— GOAL OF THE EXERCISE —
Copy each entry as written.

— SOURCE MATERIAL —
//! Edge Server Binary
//!
//! Runs the dashboard's edge gate and identity-session endpoint.

use std::env;
use std::sync::Arc;
use tracing::{info, warn, Level};
use tracing_subscriber::FmtSubscriber;

use jobboard_core::KeyProvider;
use jobboard_edge::{build_state, create_router, EdgeConfig, HttpSessionLookup};

#[tokio::main]
async fn main() {
    // Initialize logging
    let log_level = env::var("JOBBOARD_LOG_LEVEL")
        .unwrap_or_else(|_| "info".into())
        .parse()
        .unwrap_or(Level::INFO);

    let subscriber = FmtSubscriber::builder()
        .with_max_level(log_level)
        .with_target(true)
        .with_thread_ids(true)
        .finish();

    tracing::subscriber::set_global_default(subscriber)
        .expect("Failed to set tracing subscriber");

    let config = EdgeConfig::from_env().expect("Invalid configuration");

    // Key material is imported on first mint, not here
    let keys = Arc::new(KeyProvider::from_env(config.token.key_id.clone()));

    let lookup = HttpSessionLookup::new(config.session_endpoint())
        .expect("Failed to build session lookup client");

    if config.allow_mock_sign_in {
        warn!("Mock sign-in is enabled; do not use in production");
    }

    info!(
        port = config.port,
        protected = ?config.protected_paths,
        session_endpoint = %config.session_endpoint(),
        ttl_secs = config.token.ttl_secs,
        skew_secs = config.token.skew_secs,
        "Starting edge server"
    );

    let port = config.port;
    let state = Arc::new(build_state(config, keys, Arc::new(lookup)));
    let app = create_router(state);

    let addr = format!("0.0.0.0:{}", port);
    let listener = tokio::net::TcpListener::bind(&addr)
        .await
        .expect("Failed to bind to address");

    info!(addr = %addr, "Edge server listening");

    axum::serve(listener, app)
        .await
        .expect("Server error");
}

— WRITTEN ANSWER —
//! Edge Server Binary
//!
//! Runs the dashboard's edge gate and identity-session endpoint.

use std::env;
use std::sync::Arc;
use tracing::{info, warn, Level};
use tracing_subscriber::FmtSubscriber;

use jobboard_core::KeyProvider;
use jobboard_edge::{build_state, create_router, EdgeConfig, HttpSessionLookup};

#[tokio::main]
async fn main() {
    // Initialize logging
    let log_level = env::var("JOBBOARD_LOG_LEVEL")
        .unwrap_or_else(|_| "info".into())
        .parse()
        .unwrap_or(Level::INFO);

    let subscriber = FmtSubscriber::builder()
        .with_max_level(log_level)
        .with_target(true)
        .with_thread_ids(true)
        .finish();

    tracing::subscriber::set_global_default(subscriber)
        .expect("Failed to set tracing subscriber");

    let config = EdgeConfig::from_env().expect("Invalid configuration");

    // Key material is imported on first mint, not here
    let keys = Arc::new(KeyProvider::from_env(config.token.key_id.clone()));

    let lookup = HttpSessionLookup::new(config.session_endpoint())
        .expect("Failed to build session lookup client");

    if config.allow_mock_sign_in {
        warn!("Mock sign-in is enabled; do not use in production");
    }

    info!(
        port = config.port,
        protected = ?config.protected_paths,
        session_endpoint = %config.session_endpoint(),
        ttl_secs = config.token.ttl_secs,
        skew_secs = config.token.skew_secs,
        "Starting edge server"
    );

    let port = config.port;
    let state = Arc::new(build_state(config, keys, Arc::new(lookup)));
    let app = create_router(state);

    let addr = format!("0.0.0.0:{}", port);
    let listener = tokio::net::TcpListener::bind(&addr)
        .await
        .expect("Failed to bind to address");

    info!(addr = %addr, "Edge server listening");

    axum::serve(listener, app)
        .await
        .expect("Server error");
}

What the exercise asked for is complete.